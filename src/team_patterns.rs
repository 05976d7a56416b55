use serde::{Deserialize, Serialize};

use crate::aggregate::{Share, TIME_BANDS, band_index};
use crate::dataset::{HistoricalMatch, same_name};
use crate::projection::{Side, closing_side, opening_side, timeline};

#[derive(Debug, Clone, Copy, PartialEq, Eq, Serialize, Deserialize)]
pub enum Venue {
    Home,
    Away,
}

impl Venue {
    pub fn side(self) -> Side {
        match self {
            Venue::Home => Side::Home,
            Venue::Away => Side::Away,
        }
    }
}

#[derive(Debug, Clone, Serialize, Deserialize)]
pub struct BandGoals {
    pub start: u16,
    pub end: u16,
    pub count: usize,
    pub share: Share,
}

/// Goal-flow figures for one team at one venue, all from that team's point of view.
#[derive(Debug, Clone, Serialize, Deserialize)]
pub struct GoalPatterns {
    pub team: String,
    pub venue: Venue,
    pub played: usize,
    pub win: Share,
    pub draw: Share,
    pub loss: Share,
    pub first_goal: Share,
    pub last_goal: Share,
    pub scored_first: Share,
    pub two_zero_after_scoring_first: Share,
    pub level_after_scoring_first: Share,
    pub conceded_first: Share,
    pub level_after_conceding_first: Share,
    pub zero_two_after_conceding_first: Share,
    pub margin_two_plus: Share,
    pub nil_nil: Share,
    /// Half-time and second-half results over matches with a recorded half-time score.
    pub first_half: [Share; 3],
    pub second_half: [Share; 3],
    pub scored_by_band: Vec<BandGoals>,
    pub conceded_by_band: Vec<BandGoals>,
}

/// A record counts as played once it has goal minutes or a recorded result. Loaded records
/// always carry a final score; a bare 0-0 with no date and no half-time score is a placeholder.
pub fn is_played(m: &HistoricalMatch) -> bool {
    m.has_goal_minutes() || m.total_goals() > 0 || m.half_time().is_some() || m.date.is_some()
}

pub fn goal_patterns<'a, I>(matches: I, team: &str, venue: Venue) -> GoalPatterns
where
    I: IntoIterator<Item = &'a HistoricalMatch>,
{
    let own = venue.side();
    let games: Vec<&HistoricalMatch> = matches
        .into_iter()
        .filter(|m| match venue {
            Venue::Home => same_name(&m.home_team, team),
            Venue::Away => same_name(&m.away_team, team),
        })
        .filter(|m| is_played(m))
        .collect();
    let n = games.len();

    let mut wins = 0usize;
    let mut draws = 0usize;
    let mut losses = 0usize;
    let mut first_goal = 0usize;
    let mut last_goal = 0usize;
    let mut scored_first = 0usize;
    let mut two_zero = 0usize;
    let mut level_after_lead = 0usize;
    let mut conceded_first = 0usize;
    let mut level_after_trail = 0usize;
    let mut zero_two = 0usize;
    let mut margin_two = 0usize;
    let mut nil_nil = 0usize;
    let mut with_ht = 0usize;
    let mut first_half = [0usize; 3];
    let mut second_half = [0usize; 3];
    let mut scored = [0usize; TIME_BANDS.len()];
    let mut conceded = [0usize; TIME_BANDS.len()];

    for m in &games {
        let (gf, ga) = match venue {
            Venue::Home => (m.home_goals, m.away_goals),
            Venue::Away => (m.away_goals, m.home_goals),
        };
        match gf.cmp(&ga) {
            std::cmp::Ordering::Greater => wins += 1,
            std::cmp::Ordering::Equal => draws += 1,
            std::cmp::Ordering::Less => losses += 1,
        }
        if gf.abs_diff(ga) >= 2 {
            margin_two += 1;
        }
        if gf == 0 && ga == 0 {
            nil_nil += 1;
        }

        if let Some((hh, ha)) = m.half_time() {
            with_ht += 1;
            let (ff, fa) = match venue {
                Venue::Home => (hh, ha),
                Venue::Away => (ha, hh),
            };
            first_half[result_index(ff, fa)] += 1;
            let sf = gf.saturating_sub(ff);
            let sa = ga.saturating_sub(fa);
            second_half[result_index(sf, sa)] += 1;
        }

        let goals = timeline(m);
        if closing_side(&goals) == Some(own) {
            last_goal += 1;
        }

        for goal in &goals {
            let band = band_index(goal.minute);
            if goal.side == own {
                scored[band] += 1;
            } else {
                conceded[band] += 1;
            }
        }

        // Same-minute openers from both sides have no order to follow.
        let Some(opener) = opening_side(&goals) else {
            continue;
        };
        let led = opener == own;
        // Follow the score from the opening goal until it becomes 2-0 or 1-1 either way.
        let (mut us, mut them) = if led {
            first_goal += 1;
            scored_first += 1;
            (1u32, 0u32)
        } else {
            conceded_first += 1;
            (0u32, 1u32)
        };
        for goal in goals.iter().skip(1) {
            if goal.side == own {
                us += 1;
            } else {
                them += 1;
            }
            match (led, us, them) {
                (true, 2, 0) => {
                    two_zero += 1;
                    break;
                }
                (false, 0, 2) => {
                    zero_two += 1;
                    break;
                }
                (true, 1, 1) => {
                    level_after_lead += 1;
                    break;
                }
                (false, 1, 1) => {
                    level_after_trail += 1;
                    break;
                }
                _ => {}
            }
        }
    }

    GoalPatterns {
        team: team.trim().to_string(),
        venue,
        played: n,
        win: Share::of(wins, n),
        draw: Share::of(draws, n),
        loss: Share::of(losses, n),
        first_goal: Share::of(first_goal, n),
        last_goal: Share::of(last_goal, n),
        scored_first: Share::of(scored_first, n),
        two_zero_after_scoring_first: Share::of(two_zero, scored_first),
        level_after_scoring_first: Share::of(level_after_lead, scored_first),
        conceded_first: Share::of(conceded_first, n),
        level_after_conceding_first: Share::of(level_after_trail, conceded_first),
        zero_two_after_conceding_first: Share::of(zero_two, conceded_first),
        margin_two_plus: Share::of(margin_two, n),
        nil_nil: Share::of(nil_nil, n),
        first_half: first_half.map(|c| Share::of(c, with_ht)),
        second_half: second_half.map(|c| Share::of(c, with_ht)),
        scored_by_band: band_goals(&scored),
        conceded_by_band: band_goals(&conceded),
    }
}

/// 0 = win, 1 = draw, 2 = loss for the first pair member.
fn result_index(ours: u8, theirs: u8) -> usize {
    match ours.cmp(&theirs) {
        std::cmp::Ordering::Greater => 0,
        std::cmp::Ordering::Equal => 1,
        std::cmp::Ordering::Less => 2,
    }
}

fn band_goals(counts: &[usize; TIME_BANDS.len()]) -> Vec<BandGoals> {
    let total: usize = counts.iter().sum();
    TIME_BANDS
        .iter()
        .zip(counts)
        .map(|((start, end), count)| BandGoals {
            start: *start,
            end: *end,
            count: *count,
            share: Share::of(*count, total),
        })
        .collect()
}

▸ EXERCISE: Please give all the lines above again, exactly as they read.

▸ TASK SOLUTION:
filename src/team_patterns.rs
repository 05976d7a56416b55
use serde::{Deserialize, Serialize};

use crate::aggregate::{Share, TIME_BANDS, band_index};
use crate::dataset::{HistoricalMatch, same_name};
use crate::projection::{Side, closing_side, opening_side, timeline};

#[derive(Debug, Clone, Copy, PartialEq, Eq, Serialize, Deserialize)]
pub enum Venue {
    Home,
    Away,
}

impl Venue {
    pub fn side(self) -> Side {
        match self {
            Venue::Home => Side::Home,
            Venue::Away => Side::Away,
        }
    }
}

#[derive(Debug, Clone, Serialize, Deserialize)]
pub struct BandGoals {
    pub start: u16,
    pub end: u16,
    pub count: usize,
    pub share: Share,
}

/// Goal-flow figures for one team at one venue, all from that team's point of view.
#[derive(Debug, Clone, Serialize, Deserialize)]
pub struct GoalPatterns {
    pub team: String,
    pub venue: Venue,
    pub played: usize,
    pub win: Share,
    pub draw: Share,
    pub loss: Share,
    pub first_goal: Share,
    pub last_goal: Share,
    pub scored_first: Share,
    pub two_zero_after_scoring_first: Share,
    pub level_after_scoring_first: Share,
    pub conceded_first: Share,
    pub level_after_conceding_first: Share,
    pub zero_two_after_conceding_first: Share,
    pub margin_two_plus: Share,
    pub nil_nil: Share,
    /// Half-time and second-half results over matches with a recorded half-time score.
    pub first_half: [Share; 3],
    pub second_half: [Share; 3],
    pub scored_by_band: Vec<BandGoals>,
    pub conceded_by_band: Vec<BandGoals>,
}

/// A record counts as played once it has goal minutes or a recorded result. Loaded records
/// always carry a final score; a bare 0-0 with no date and no half-time score is a placeholder.
pub fn is_played(m: &HistoricalMatch) -> bool {
    m.has_goal_minutes() || m.total_goals() > 0 || m.half_time().is_some() || m.date.is_some()
}

pub fn goal_patterns<'a, I>(matches: I, team: &str, venue: Venue) -> GoalPatterns
where
    I: IntoIterator<Item = &'a HistoricalMatch>,
{
    let own = venue.side();
    let games: Vec<&HistoricalMatch> = matches
        .into_iter()
        .filter(|m| match venue {
            Venue::Home => same_name(&m.home_team, team),
            Venue::Away => same_name(&m.away_team, team),
        })
        .filter(|m| is_played(m))
        .collect();
    let n = games.len();

    let mut wins = 0usize;
    let mut draws = 0usize;
    let mut losses = 0usize;
    let mut first_goal = 0usize;
    let mut last_goal = 0usize;
    let mut scored_first = 0usize;
    let mut two_zero = 0usize;
    let mut level_after_lead = 0usize;
    let mut conceded_first = 0usize;
    let mut level_after_trail = 0usize;
    let mut zero_two = 0usize;
    let mut margin_two = 0usize;
    let mut nil_nil = 0usize;
    let mut with_ht = 0usize;
    let mut first_half = [0usize; 3];
    let mut second_half = [0usize; 3];
    let mut scored = [0usize; TIME_BANDS.len()];
    let mut conceded = [0usize; TIME_BANDS.len()];

    for m in &games {
        let (gf, ga) = match venue {
            Venue::Home => (m.home_goals, m.away_goals),
            Venue::Away => (m.away_goals, m.home_goals),
        };
        match gf.cmp(&ga) {
            std::cmp::Ordering::Greater => wins += 1,
            std::cmp::Ordering::Equal => draws += 1,
            std::cmp::Ordering::Less => losses += 1,
        }
        if gf.abs_diff(ga) >= 2 {
            margin_two += 1;
        }
        if gf == 0 && ga == 0 {
            nil_nil += 1;
        }

        if let Some((hh, ha)) = m.half_time() {
            with_ht += 1;
            let (ff, fa) = match venue {
                Venue::Home => (hh, ha),
                Venue::Away => (ha, hh),
            };
            first_half[result_index(ff, fa)] += 1;
            let sf = gf.saturating_sub(ff);
            let sa = ga.saturating_sub(fa);
            second_half[result_index(sf, sa)] += 1;
        }

        let goals = timeline(m);
        if closing_side(&goals) == Some(own) {
            last_goal += 1;
        }

        for goal in &goals {
            let band = band_index(goal.minute);
            if goal.side == own {
                scored[band] += 1;
            } else {
                conceded[band] += 1;
            }
        }

        // Same-minute openers from both sides have no order to follow.
        let Some(opener) = opening_side(&goals) else {
            continue;
        };
        let led = opener == own;
        // Follow the score from the opening goal until it becomes 2-0 or 1-1 either way.
        let (mut us, mut them) = if led {
            first_goal += 1;
            scored_first += 1;
            (1u32, 0u32)
        } else {
            conceded_first += 1;
            (0u32, 1u32)
        };
        for goal in goals.iter().skip(1) {
            if goal.side == own {
                us += 1;
            } else {
                them += 1;
            }
            match (led, us, them) {
                (true, 2, 0) => {
                    two_zero += 1;
                    break;
                }
                (false, 0, 2) => {
                    zero_two += 1;
                    break;
                }
                (true, 1, 1) => {
                    level_after_lead += 1;
                    break;
                }
                (false, 1, 1) => {
                    level_after_trail += 1;
                    break;
                }
                _ => {}
            }
        }
    }

    GoalPatterns {
        team: team.trim().to_string(),
        venue,
        played: n,
        win: Share::of(wins, n),
        draw: Share::of(draws, n),
        loss: Share::of(losses, n),
        first_goal: Share::of(first_goal, n),
        last_goal: Share::of(last_goal, n),
        scored_first: Share::of(scored_first, n),
        two_zero_after_scoring_first: Share::of(two_zero, scored_first),
        level_after_scoring_first: Share::of(level_after_lead, scored_first),
        conceded_first: Share::of(conceded_first, n),
        level_after_conceding_first: Share::of(level_after_trail, conceded_first),
        zero_two_after_conceding_first: Share::of(zero_two, conceded_first),
        margin_two_plus: Share::of(margin_two, n),
        nil_nil: Share::of(nil_nil, n),
        first_half: first_half.map(|c| Share::of(c, with_ht)),
        second_half: second_half.map(|c| Share::of(c, with_ht)),
        scored_by_band: band_goals(&scored),
        conceded_by_band: band_goals(&conceded),
    }
}

/// 0 = win, 1 = draw, 2 = loss for the first pair member.
fn result_index(ours: u8, theirs: u8) -> usize {
    match ours.cmp(&theirs) {
        std::cmp::Ordering::Greater => 0,
        std::cmp::Ordering::Equal => 1,
        std::cmp::Ordering::Less => 2,
    }
}

fn band_goals(counts: &[usize; TIME_BANDS.len()]) -> Vec<BandGoals> {
    let total: usize = counts.iter().sum();
    TIME_BANDS
        .iter()
        .zip(counts)
        .map(|((start, end), count)| BandGoals {
            start: *start,
            end: *end,
            count: *count,
            share: Share::of(*count, total),
        })
        .collect()
}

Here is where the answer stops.